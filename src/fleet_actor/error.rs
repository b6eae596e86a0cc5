//! Error types for the Fleet actor.

use crate::model::{DriverId, DriverStatus, VehicleNo, VehicleStatus};
use std::time::Duration;
use thiserror::Error;

/// Errors that can occur in fleet registration and assignment.
#[derive(Debug, Error)]
pub enum FleetError {
    /// The driver id does not resolve to a registered driver.
    #[error("Driver not found: {0}")]
    DriverNotFound(DriverId),

    /// The vehicle number does not resolve to a registered vehicle.
    #[error("Vehicle not found: {0}")]
    VehicleNotFound(VehicleNo),

    /// A vehicle with this number is already registered.
    #[error("Vehicle already registered: {0}")]
    VehicleExists(VehicleNo),

    /// The driver is not in the `Available` state; the pairing was refused
    /// and neither party was changed.
    #[error("Driver {driver} is not available (status: {status})")]
    DriverUnavailable {
        driver: DriverId,
        status: DriverStatus,
    },

    /// The vehicle is not in the `Available` state; the pairing was refused
    /// and neither party was changed.
    #[error("Vehicle {vehicle} is not available (status: {status})")]
    VehicleUnavailable {
        vehicle: VehicleNo,
        status: VehicleStatus,
    },

    /// A required field was empty or missing.
    #[error("Missing required field: {0}")]
    MissingField(&'static str),

    /// The actor did not answer in time; the operation may not have happened.
    #[error("Fleet actor timed out after {0:?}")]
    Timeout(Duration),

    /// An error occurred while communicating with the actor system.
    #[error("Actor communication error: {0}")]
    ActorCommunicationError(String),
}
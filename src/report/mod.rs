//! # Sales Report
//!
//! Read-only aggregation over placed orders. The reporter holds clients, not
//! data: each run takes a fresh snapshot from the order actor and joins in
//! customer names and warehouse locations, so it can never dirty-read an
//! order that is mid-placement — the order actor only stores completed ones.

use crate::clients::{CustomerClient, OrderClient, WarehouseClient};
use crate::customer_actor::CustomerError;
use crate::framework::ActorClient;
use crate::model::{CustomerId, OrderId, WarehouseId};
use crate::order_actor::OrderError;
use crate::warehouse_actor::InventoryError;
use chrono::NaiveDate;
use std::collections::HashMap;
use thiserror::Error;
use tracing::{info, instrument, warn};

/// Errors that can occur while generating a sales report.
#[derive(Debug, Error)]
pub enum ReportError {
    /// The requested window ends before it starts.
    #[error("Invalid report range: {start} is after {end}")]
    InvalidRange { start: NaiveDate, end: NaiveDate },

    #[error(transparent)]
    Order(#[from] OrderError),

    #[error(transparent)]
    Customer(#[from] CustomerError),

    #[error(transparent)]
    Inventory(#[from] InventoryError),
}

/// One row of the sales report: an order joined with its customer and
/// fulfilling warehouse.
#[derive(Debug, Clone, PartialEq)]
pub struct SalesReportRow {
    pub order_id: OrderId,
    pub customer_name: String,
    pub order_total: f64,
    pub payment_date: NaiveDate,
    pub warehouse_location: String,
}

/// Generates sales reports by querying the live actors.
#[derive(Clone)]
pub struct SalesReporter {
    orders: OrderClient,
    customers: CustomerClient,
    warehouses: WarehouseClient,
}

impl SalesReporter {
    pub fn new(
        orders: OrderClient,
        customers: CustomerClient,
        warehouses: WarehouseClient,
    ) -> Self {
        Self {
            orders,
            customers,
            warehouses,
        }
    }

    /// Report every order paid within `[start, end]` (both ends inclusive),
    /// sorted by payment date and then order id. A same-day report passes
    /// `start == end`; an empty window yields an empty report, not an error.
    #[instrument(skip(self))]
    pub async fn generate(
        &self,
        start: NaiveDate,
        end: NaiveDate,
    ) -> Result<Vec<SalesReportRow>, ReportError> {
        if start > end {
            return Err(ReportError::InvalidRange { start, end });
        }

        let orders = self.orders.list_orders().await?;
        let mut customer_names: HashMap<CustomerId, String> = HashMap::new();
        let mut warehouse_locations: HashMap<WarehouseId, String> = HashMap::new();
        let mut rows = Vec::new();

        for order in orders {
            if order.payment.paid_at < start || order.payment.paid_at > end {
                continue;
            }

            if !customer_names.contains_key(&order.customer_id) {
                if let Some(customer) = self.customers.get(order.customer_id).await? {
                    customer_names.insert(order.customer_id, customer.name);
                }
            }
            if !warehouse_locations.contains_key(&order.warehouse_id) {
                if let Some(warehouse) = self.warehouses.get(order.warehouse_id).await? {
                    warehouse_locations.insert(order.warehouse_id, warehouse.location);
                }
            }

            // Inner-join semantics: an order whose referents are gone is
            // dropped from the report rather than shown half-joined.
            let (Some(customer_name), Some(warehouse_location)) = (
                customer_names.get(&order.customer_id),
                warehouse_locations.get(&order.warehouse_id),
            ) else {
                warn!(order_id = %order.id, "Skipping order with missing referents");
                continue;
            };

            rows.push(SalesReportRow {
                order_id: order.id,
                customer_name: customer_name.clone(),
                order_total: order.total,
                payment_date: order.payment.paid_at,
                warehouse_location: warehouse_location.clone(),
            });
        }

        rows.sort_by_key(|r| (r.payment_date, r.order_id));
        info!(rows = rows.len(), "Report generated");
        Ok(rows)
    }
}
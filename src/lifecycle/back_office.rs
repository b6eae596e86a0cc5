use crate::clients::{CustomerClient, FleetClient, OrderClient, ProductClient, WarehouseClient};
use crate::report::SalesReporter;
use tracing::{error, info};

/// The runtime orchestrator for the back office.
///
/// Creates every actor, wires their dependencies, and owns the task handles
/// for graceful shutdown. Dependencies are injected at `run()` time rather
/// than construction time, so the wiring is acyclic: the order actor receives
/// clones of the customer, product, and warehouse clients, and nothing
/// depends on the order actor except callers and the reporter.
///
/// # Example
///
/// ```ignore
/// let system = BackOffice::new();
/// let id = system.order_client.place_order(params).await?;
/// system.shutdown().await?;
/// ```
pub struct BackOffice {
    pub product_client: ProductClient,
    pub customer_client: CustomerClient,
    pub warehouse_client: WarehouseClient,
    pub order_client: OrderClient,
    pub fleet_client: FleetClient,
    pub reporter: SalesReporter,

    /// Task handles for all running actors, awaited on shutdown.
    handles: Vec<tokio::task::JoinHandle<()>>,
}

impl BackOffice {
    /// Creates and starts the whole system: one actor per resource plus the
    /// fleet actor, each in its own task, with the order actor's context
    /// injected at spawn time.
    pub fn new() -> Self {
        let (product_actor, product_inner) = crate::product_actor::new();
        let (customer_actor, customer_inner) = crate::customer_actor::new();
        let (warehouse_actor, warehouse_inner) = crate::warehouse_actor::new();
        let (order_actor, order_inner) = crate::order_actor::new();
        let (fleet_actor, fleet_client) = crate::fleet_actor::new();

        let product_client = ProductClient::new(product_inner);
        let customer_client = CustomerClient::new(customer_inner);
        let warehouse_client = WarehouseClient::new(warehouse_inner);
        let order_client = OrderClient::new(order_inner);

        let product_handle = tokio::spawn(product_actor.run(()));
        let customer_handle = tokio::spawn(customer_actor.run(()));
        let warehouse_handle = tokio::spawn(warehouse_actor.run(()));
        let order_handle = tokio::spawn(order_actor.run((
            customer_client.clone(),
            product_client.clone(),
            warehouse_client.clone(),
        )));
        let fleet_handle = tokio::spawn(fleet_actor.run());

        let reporter = SalesReporter::new(
            order_client.clone(),
            customer_client.clone(),
            warehouse_client.clone(),
        );

        Self {
            product_client,
            customer_client,
            warehouse_client,
            order_client,
            fleet_client,
            reporter,
            handles: vec![
                product_handle,
                customer_handle,
                warehouse_handle,
                order_handle,
                fleet_handle,
            ],
        }
    }

    /// Gracefully shuts down the system: drop every client (closing the
    /// actors' channels), then await all actor tasks.
    ///
    /// The order actor holds clones of the customer, product, and warehouse
    /// clients in its context; those drop when it exits, which is what
    /// finally closes the channels of the actors it depends on. The
    /// dependency graph is acyclic, so this cascade always terminates.
    pub async fn shutdown(self) -> Result<(), String> {
        info!("Shutting down system...");

        drop(self.reporter);
        drop(self.order_client);
        drop(self.fleet_client);
        drop(self.product_client);
        drop(self.customer_client);
        drop(self.warehouse_client);

        for handle in self.handles {
            if let Err(e) = handle.await {
                error!("Actor task failed: {:?}", e);
                return Err(format!("Actor task failed: {e:?}"));
            }
        }

        info!("System shutdown complete.");
        Ok(())
    }
}

impl Default for BackOffice {
    fn default() -> Self {
        Self::new()
    }
}
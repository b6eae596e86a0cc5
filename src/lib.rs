//! # Quick-Commerce Back Office
//!
//! An actor-based back office for a rapid grocery delivery service:
//! transactional order placement against a per-warehouse inventory ledger,
//! driver/vehicle fleet assignment, and sales reporting.
//!
//! ## Architecture
//!
//! Every mutable collection is owned by exactly one actor that processes its
//! mailbox sequentially; the sequential loop is the transaction mechanism.
//!
//! - **[framework]**: The generic [`ResourceActor`](framework::ResourceActor)
//!   / [`ResourceClient`](framework::ResourceClient) pair and the
//!   [`ActorEntity`](framework::ActorEntity) trait the domain types implement.
//! - **[model]**: Pure data structures — products, customers, warehouses,
//!   orders, drivers, vehicles — with typed ids and status enums.
//! - **[warehouse_actor]**: The inventory ledger; every stock mutation runs
//!   inside its loop, so a multi-line reserve is all-or-nothing.
//! - **[order_actor]**: Order placement as an `on_create` orchestration over
//!   the customer, product, and warehouse actors.
//! - **[fleet_actor]**: Drivers and vehicles in one actor, so an assignment
//!   checks and flips both sides atomically.
//! - **[clients]**: One typed client per actor.
//! - **[report]**: Read-only sales aggregation over the live actors.
//! - **[lifecycle]**: System startup, wiring, tracing, and graceful shutdown.
//!
//! ## Testing
//!
//! See [`framework::mock`] for utilities to test clients without spawning
//! full actors; the `tests/` directory exercises whole placement and
//! assignment flows against a running [`lifecycle::BackOffice`].

pub mod clients;
pub mod customer_actor;
pub mod fleet_actor;
pub mod framework;
pub mod lifecycle;
pub mod model;
pub mod order_actor;
pub mod product_actor;
pub mod report;
pub mod warehouse_actor;
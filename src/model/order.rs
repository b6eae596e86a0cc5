//! Order, order items, payment, and the cart DTO.
//!
//! An order is an append-only fact: once placed it is never mutated, and its
//! items carry the unit price captured at the moment of sale rather than a
//! live catalog lookup. The cart is the caller-held staging list; it crosses
//! the boundary as a typed sequence of (product, quantity) pairs, replacing
//! the original system's loose JSON string.

use crate::model::customer::CustomerId;
use crate::model::product::ProductId;
use crate::model::warehouse::WarehouseId;
use chrono::{DateTime, NaiveDate, Utc};
use serde::{Deserialize, Serialize};
use std::fmt::Display;

/// Type-safe identifier for Orders.
#[derive(Debug, Clone, Copy, PartialEq, Eq, Hash, PartialOrd, Ord, Serialize, Deserialize)]
pub struct OrderId(pub u32);

impl From<u32> for OrderId {
    fn from(id: u32) -> Self {
        Self(id)
    }
}

impl Display for OrderId {
    fn fmt(&self, f: &mut std::fmt::Formatter<'_>) -> std::fmt::Result {
        write!(f, "order_{}", self.0)
    }
}

/// One requested purchase in a cart: product and quantity.
///
/// Quantity must be at least 1 and product ids must be distinct within a
/// cart; both are enforced at order creation before any actor is consulted.
#[derive(Debug, Clone, Copy, PartialEq, Eq, Serialize, Deserialize)]
pub struct CartLine {
    pub product_id: ProductId,
    pub quantity: u32,
}

/// A line of a placed order, with the unit price frozen at placement time.
#[derive(Debug, Clone, PartialEq)]
pub struct OrderItem {
    pub product_id: ProductId,
    pub quantity: u32,
    pub unit_price: f64,
}

/// Payment recorded together with its order, dated at commit time.
#[derive(Debug, Clone, PartialEq)]
pub struct Payment {
    pub amount: f64,
    pub paid_at: NaiveDate,
}

#[derive(Debug, Clone)]
pub struct Order {
    pub id: OrderId,
    pub customer_id: CustomerId,
    pub warehouse_id: WarehouseId,
    pub created_at: DateTime<Utc>,
    pub items: Vec<OrderItem>,
    pub total: f64,
    pub payment: Payment,
}

/// Payload for placing a new order.
#[derive(Debug, Clone, Serialize, Deserialize)]
pub struct OrderCreate {
    pub customer_id: CustomerId,
    pub warehouse_id: WarehouseId,
    pub lines: Vec<CartLine>,
}
//! Error types for the Order actor.
//!
//! Splits caller-input errors (empty cart, bad quantities — rejected before
//! any other actor is consulted) from business-rule failures (insufficient
//! stock) and transport failures, so a front end can render each precisely.

use crate::customer_actor::CustomerError;
use crate::framework::FrameworkError;
use crate::model::{CustomerId, ProductId};
use crate::product_actor::ProductError;
use crate::warehouse_actor::InventoryError;
use std::time::Duration;
use thiserror::Error;

/// Errors that can occur during order placement.
#[derive(Debug, Error)]
pub enum OrderError {
    /// The requested order was not found.
    #[error("Order not found: {0}")]
    NotFound(String),

    /// The cart contains no lines.
    #[error("Cart is empty")]
    EmptyCart,

    /// A cart line requested zero units.
    #[error("Invalid quantity for {0}")]
    InvalidQuantity(ProductId),

    /// The same product appears in more than one cart line.
    #[error("Duplicate cart line for {0}")]
    DuplicateProduct(ProductId),

    /// The customer id does not resolve to a customer record.
    #[error("Unknown customer: {0}")]
    UnknownCustomer(CustomerId),

    /// A cart line references a product that is not in the catalog.
    #[error("Unknown product: {0}")]
    UnknownProduct(ProductId),

    /// The warehouse id does not resolve to a warehouse.
    #[error("Unknown warehouse: {0}")]
    UnknownWarehouse(String),

    /// The ledger rejected the reserve; no stock was decremented and no
    /// order was created. Reported verbatim for the first failing line.
    #[error("Insufficient stock for {product}: requested {requested}, available {available}")]
    InsufficientStock {
        product: ProductId,
        requested: u32,
        available: u32,
    },

    /// The actor did not answer in time; the operation may not have happened.
    #[error("Order actor timed out after {0:?}")]
    Timeout(Duration),

    /// An error occurred while communicating with the actor system.
    #[error("Actor communication error: {0}")]
    ActorCommunicationError(String),
}

impl From<FrameworkError> for OrderError {
    fn from(e: FrameworkError) -> Self {
        match e.downcast_entity::<OrderError>() {
            Ok(err) => err,
            Err(FrameworkError::NotFound(id)) => OrderError::NotFound(id),
            Err(FrameworkError::Timeout(d)) => OrderError::Timeout(d),
            Err(other) => OrderError::ActorCommunicationError(other.to_string()),
        }
    }
}

impl From<InventoryError> for OrderError {
    fn from(e: InventoryError) -> Self {
        match e {
            InventoryError::InsufficientStock {
                product,
                requested,
                available,
            } => OrderError::InsufficientStock {
                product,
                requested,
                available,
            },
            InventoryError::NotFound(id) => OrderError::UnknownWarehouse(id),
            InventoryError::Timeout(d) => OrderError::Timeout(d),
            other => OrderError::ActorCommunicationError(other.to_string()),
        }
    }
}

impl From<CustomerError> for OrderError {
    fn from(e: CustomerError) -> Self {
        match e {
            CustomerError::Timeout(d) => OrderError::Timeout(d),
            other => OrderError::ActorCommunicationError(other.to_string()),
        }
    }
}

impl From<ProductError> for OrderError {
    fn from(e: ProductError) -> Self {
        match e {
            ProductError::Timeout(d) => OrderError::Timeout(d),
            other => OrderError::ActorCommunicationError(other.to_string()),
        }
    }
}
====================
* Work instructions:
For this exercise, output exactly the lines above from the line with "fn from(e: InventoryError)" to the line with "impl From<CustomerError> for", counting both, and leave out the rest.

* The completed task:
    fn from(e: InventoryError) -> Self {
        match e {
            InventoryError::InsufficientStock {
                product,
                requested,
                available,
            } => OrderError::InsufficientStock {
                product,
                requested,
                available,
            },
            InventoryError::NotFound(id) => OrderError::UnknownWarehouse(id),
            InventoryError::Timeout(d) => OrderError::Timeout(d),
            other => OrderError::ActorCommunicationError(other.to_string()),
        }
    }
}

impl From<CustomerError> for OrderError {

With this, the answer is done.